*** Supplied records ***

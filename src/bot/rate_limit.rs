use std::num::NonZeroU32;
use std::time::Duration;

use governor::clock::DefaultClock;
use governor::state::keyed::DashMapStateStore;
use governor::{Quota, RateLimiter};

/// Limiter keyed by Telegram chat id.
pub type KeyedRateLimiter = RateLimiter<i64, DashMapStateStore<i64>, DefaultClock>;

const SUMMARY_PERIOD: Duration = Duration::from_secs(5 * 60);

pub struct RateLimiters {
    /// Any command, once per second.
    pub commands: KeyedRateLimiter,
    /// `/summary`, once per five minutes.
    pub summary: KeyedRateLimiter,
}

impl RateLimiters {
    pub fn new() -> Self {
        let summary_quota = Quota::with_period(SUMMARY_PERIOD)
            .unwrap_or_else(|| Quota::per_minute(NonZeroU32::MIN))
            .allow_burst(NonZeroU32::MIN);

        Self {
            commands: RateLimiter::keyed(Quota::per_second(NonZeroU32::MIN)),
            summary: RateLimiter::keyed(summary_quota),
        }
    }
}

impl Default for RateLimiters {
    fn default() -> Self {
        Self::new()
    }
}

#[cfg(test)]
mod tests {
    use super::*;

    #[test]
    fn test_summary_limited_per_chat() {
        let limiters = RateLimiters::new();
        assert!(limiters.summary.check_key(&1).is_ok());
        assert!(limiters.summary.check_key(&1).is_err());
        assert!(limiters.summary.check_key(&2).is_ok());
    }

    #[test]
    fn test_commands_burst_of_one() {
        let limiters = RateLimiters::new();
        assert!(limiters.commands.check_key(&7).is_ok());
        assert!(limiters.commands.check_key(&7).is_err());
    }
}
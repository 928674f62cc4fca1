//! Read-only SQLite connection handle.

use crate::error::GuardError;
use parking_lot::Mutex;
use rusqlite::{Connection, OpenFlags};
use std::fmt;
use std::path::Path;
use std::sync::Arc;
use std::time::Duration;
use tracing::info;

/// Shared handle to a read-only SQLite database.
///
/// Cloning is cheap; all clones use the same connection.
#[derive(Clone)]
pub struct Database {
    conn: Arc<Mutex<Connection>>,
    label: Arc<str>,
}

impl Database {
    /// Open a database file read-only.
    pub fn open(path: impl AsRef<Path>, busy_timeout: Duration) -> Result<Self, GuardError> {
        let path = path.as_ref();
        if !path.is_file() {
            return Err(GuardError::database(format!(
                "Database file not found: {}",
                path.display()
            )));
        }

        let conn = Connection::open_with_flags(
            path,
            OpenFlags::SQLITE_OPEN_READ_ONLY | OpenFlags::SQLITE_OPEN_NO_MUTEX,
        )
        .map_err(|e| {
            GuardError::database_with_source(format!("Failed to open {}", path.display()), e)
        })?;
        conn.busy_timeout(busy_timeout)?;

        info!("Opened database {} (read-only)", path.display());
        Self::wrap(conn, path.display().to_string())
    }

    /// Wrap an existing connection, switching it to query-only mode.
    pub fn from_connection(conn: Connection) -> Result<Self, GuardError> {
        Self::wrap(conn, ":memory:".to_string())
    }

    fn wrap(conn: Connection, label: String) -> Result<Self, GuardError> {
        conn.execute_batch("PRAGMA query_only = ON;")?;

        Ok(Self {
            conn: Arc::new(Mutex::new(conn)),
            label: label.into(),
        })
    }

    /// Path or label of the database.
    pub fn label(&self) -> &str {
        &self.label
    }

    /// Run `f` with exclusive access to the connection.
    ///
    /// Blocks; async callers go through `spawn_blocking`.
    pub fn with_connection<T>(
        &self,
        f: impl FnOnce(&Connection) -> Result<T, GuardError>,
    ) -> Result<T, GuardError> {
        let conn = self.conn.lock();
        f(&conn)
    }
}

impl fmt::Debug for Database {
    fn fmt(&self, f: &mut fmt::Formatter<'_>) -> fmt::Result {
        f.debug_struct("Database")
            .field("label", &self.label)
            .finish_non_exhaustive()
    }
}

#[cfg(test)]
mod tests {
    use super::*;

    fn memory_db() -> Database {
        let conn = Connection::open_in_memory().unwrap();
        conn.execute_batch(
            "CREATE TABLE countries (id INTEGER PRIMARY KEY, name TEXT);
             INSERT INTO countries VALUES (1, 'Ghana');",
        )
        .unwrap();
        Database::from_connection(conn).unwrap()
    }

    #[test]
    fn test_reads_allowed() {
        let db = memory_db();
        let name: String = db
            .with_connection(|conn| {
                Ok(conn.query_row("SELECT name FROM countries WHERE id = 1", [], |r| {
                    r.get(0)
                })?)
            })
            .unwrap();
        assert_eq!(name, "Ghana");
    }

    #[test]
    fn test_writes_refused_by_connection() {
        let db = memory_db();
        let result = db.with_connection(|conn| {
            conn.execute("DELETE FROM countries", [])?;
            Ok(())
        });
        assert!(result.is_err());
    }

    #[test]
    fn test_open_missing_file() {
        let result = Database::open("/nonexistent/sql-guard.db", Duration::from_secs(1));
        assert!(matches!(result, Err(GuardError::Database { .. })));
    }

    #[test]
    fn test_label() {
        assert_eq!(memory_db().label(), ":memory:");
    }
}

*** End of Supplied records ***

_Task to carry out_
Find the lines in the data that include "impl", then copy each of them.

_Solution to this task_
impl RateLimiters {
impl Default for RateLimiters {
impl Database {
    pub fn open(path: impl AsRef<Path>, busy_timeout: Duration) -> Result<Self, GuardError> {
        f: impl FnOnce(&Connection) -> Result<T, GuardError>,
impl fmt::Debug for Database {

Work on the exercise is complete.